In the data below, find each line that contains the word "derive" and copy it.
(Records shown Opens)
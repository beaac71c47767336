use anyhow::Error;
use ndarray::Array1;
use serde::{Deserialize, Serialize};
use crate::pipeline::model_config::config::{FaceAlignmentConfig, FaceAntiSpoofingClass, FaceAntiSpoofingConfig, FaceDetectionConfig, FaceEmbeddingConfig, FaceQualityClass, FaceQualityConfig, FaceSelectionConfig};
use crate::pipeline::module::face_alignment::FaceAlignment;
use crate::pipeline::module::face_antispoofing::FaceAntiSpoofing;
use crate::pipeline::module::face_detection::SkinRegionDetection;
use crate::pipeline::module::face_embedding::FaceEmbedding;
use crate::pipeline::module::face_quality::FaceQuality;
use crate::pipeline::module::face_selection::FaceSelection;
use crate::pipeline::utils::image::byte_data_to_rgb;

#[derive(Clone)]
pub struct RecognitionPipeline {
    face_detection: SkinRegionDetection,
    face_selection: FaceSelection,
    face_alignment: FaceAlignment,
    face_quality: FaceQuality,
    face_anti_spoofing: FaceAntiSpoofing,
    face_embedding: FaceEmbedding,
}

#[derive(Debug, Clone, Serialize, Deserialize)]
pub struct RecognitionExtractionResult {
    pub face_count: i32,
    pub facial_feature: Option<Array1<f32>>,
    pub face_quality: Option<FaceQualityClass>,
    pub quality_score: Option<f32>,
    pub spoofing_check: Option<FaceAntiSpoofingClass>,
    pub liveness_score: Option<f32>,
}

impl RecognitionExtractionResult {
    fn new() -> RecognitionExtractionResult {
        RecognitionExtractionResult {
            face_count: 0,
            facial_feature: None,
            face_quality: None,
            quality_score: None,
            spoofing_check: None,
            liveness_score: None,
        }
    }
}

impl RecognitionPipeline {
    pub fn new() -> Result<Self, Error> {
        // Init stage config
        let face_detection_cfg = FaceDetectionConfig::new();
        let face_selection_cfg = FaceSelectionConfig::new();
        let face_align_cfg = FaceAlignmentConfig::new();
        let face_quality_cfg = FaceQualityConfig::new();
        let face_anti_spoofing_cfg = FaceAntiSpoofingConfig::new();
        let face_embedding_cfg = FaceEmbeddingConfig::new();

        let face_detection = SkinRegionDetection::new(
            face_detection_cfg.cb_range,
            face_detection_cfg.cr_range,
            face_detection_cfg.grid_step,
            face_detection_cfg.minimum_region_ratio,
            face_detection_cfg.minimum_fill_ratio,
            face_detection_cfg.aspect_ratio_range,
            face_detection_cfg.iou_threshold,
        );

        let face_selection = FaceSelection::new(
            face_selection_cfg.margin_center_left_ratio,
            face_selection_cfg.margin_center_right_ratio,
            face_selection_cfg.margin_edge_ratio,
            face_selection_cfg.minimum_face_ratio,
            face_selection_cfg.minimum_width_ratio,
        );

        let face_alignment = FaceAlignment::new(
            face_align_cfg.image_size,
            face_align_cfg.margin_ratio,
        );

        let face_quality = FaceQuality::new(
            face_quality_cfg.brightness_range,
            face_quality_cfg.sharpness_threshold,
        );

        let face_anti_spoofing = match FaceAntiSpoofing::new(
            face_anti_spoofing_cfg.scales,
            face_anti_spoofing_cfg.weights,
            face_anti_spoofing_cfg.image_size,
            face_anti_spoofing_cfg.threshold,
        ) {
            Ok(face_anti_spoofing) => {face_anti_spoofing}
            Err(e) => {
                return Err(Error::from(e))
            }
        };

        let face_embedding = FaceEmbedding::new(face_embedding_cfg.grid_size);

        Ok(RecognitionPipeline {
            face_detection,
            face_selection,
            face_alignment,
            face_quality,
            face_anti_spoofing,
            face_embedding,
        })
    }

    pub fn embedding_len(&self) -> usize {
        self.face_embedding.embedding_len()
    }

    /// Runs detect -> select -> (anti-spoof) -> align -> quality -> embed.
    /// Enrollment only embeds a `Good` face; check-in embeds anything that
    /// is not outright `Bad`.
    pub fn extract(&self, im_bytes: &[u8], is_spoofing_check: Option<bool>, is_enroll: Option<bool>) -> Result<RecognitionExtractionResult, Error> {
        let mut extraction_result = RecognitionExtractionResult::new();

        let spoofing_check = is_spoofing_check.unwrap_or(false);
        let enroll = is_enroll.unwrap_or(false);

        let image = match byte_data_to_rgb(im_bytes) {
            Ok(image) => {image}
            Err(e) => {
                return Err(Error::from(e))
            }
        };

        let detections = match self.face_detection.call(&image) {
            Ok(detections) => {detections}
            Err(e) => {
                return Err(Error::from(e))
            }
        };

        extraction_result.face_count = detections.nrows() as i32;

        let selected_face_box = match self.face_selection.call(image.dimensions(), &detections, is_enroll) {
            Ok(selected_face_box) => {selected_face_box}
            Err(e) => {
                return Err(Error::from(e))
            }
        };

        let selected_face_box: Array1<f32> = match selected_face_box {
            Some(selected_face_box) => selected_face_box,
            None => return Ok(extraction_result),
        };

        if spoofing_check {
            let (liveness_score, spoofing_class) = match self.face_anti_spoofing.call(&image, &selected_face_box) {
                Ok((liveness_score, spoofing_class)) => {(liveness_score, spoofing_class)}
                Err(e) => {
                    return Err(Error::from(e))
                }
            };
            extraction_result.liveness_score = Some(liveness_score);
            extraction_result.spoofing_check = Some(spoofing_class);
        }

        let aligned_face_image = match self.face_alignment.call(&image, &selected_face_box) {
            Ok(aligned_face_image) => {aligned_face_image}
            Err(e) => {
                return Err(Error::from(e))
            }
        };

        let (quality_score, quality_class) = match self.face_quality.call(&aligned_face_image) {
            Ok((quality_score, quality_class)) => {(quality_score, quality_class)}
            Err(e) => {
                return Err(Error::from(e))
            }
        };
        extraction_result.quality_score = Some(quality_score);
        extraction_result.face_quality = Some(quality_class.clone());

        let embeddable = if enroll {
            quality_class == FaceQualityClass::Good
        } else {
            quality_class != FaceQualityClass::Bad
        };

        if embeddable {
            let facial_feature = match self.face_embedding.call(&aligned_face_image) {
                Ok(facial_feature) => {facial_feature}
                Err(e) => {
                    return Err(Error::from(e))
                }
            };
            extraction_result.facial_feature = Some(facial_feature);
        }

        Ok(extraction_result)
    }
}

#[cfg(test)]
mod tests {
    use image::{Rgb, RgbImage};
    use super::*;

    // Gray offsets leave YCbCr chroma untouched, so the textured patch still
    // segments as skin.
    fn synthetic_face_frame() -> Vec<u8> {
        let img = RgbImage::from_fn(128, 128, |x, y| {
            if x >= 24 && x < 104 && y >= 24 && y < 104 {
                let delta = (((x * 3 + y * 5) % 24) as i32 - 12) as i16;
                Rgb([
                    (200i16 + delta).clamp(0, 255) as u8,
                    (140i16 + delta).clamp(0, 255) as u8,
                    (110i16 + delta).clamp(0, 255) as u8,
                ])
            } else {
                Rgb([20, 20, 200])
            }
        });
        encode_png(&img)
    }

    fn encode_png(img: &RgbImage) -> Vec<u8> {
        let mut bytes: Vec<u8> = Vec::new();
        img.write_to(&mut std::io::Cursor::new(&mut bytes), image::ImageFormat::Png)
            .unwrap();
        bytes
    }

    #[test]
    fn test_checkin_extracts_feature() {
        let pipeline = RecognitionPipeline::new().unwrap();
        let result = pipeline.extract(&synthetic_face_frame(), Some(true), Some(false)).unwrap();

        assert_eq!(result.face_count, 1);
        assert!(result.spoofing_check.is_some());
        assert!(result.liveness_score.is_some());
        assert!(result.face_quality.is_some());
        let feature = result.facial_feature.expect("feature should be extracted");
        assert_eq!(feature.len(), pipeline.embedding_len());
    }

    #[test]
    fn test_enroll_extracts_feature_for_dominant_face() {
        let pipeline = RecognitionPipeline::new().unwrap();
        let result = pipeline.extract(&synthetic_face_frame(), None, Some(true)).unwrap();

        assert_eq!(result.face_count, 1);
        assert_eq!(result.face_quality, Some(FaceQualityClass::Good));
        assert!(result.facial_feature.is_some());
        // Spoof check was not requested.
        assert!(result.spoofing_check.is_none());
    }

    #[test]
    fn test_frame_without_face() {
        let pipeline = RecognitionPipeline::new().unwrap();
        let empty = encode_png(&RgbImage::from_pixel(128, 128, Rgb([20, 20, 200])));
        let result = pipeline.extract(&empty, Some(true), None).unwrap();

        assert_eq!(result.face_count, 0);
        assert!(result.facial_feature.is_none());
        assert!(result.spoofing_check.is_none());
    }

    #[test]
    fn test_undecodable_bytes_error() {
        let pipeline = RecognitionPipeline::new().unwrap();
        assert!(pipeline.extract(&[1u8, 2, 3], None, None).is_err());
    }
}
(Records shown Closes)
> **Problem solution**
#[derive(Clone)]
#[derive(Debug, Clone, Serialize, Deserialize)]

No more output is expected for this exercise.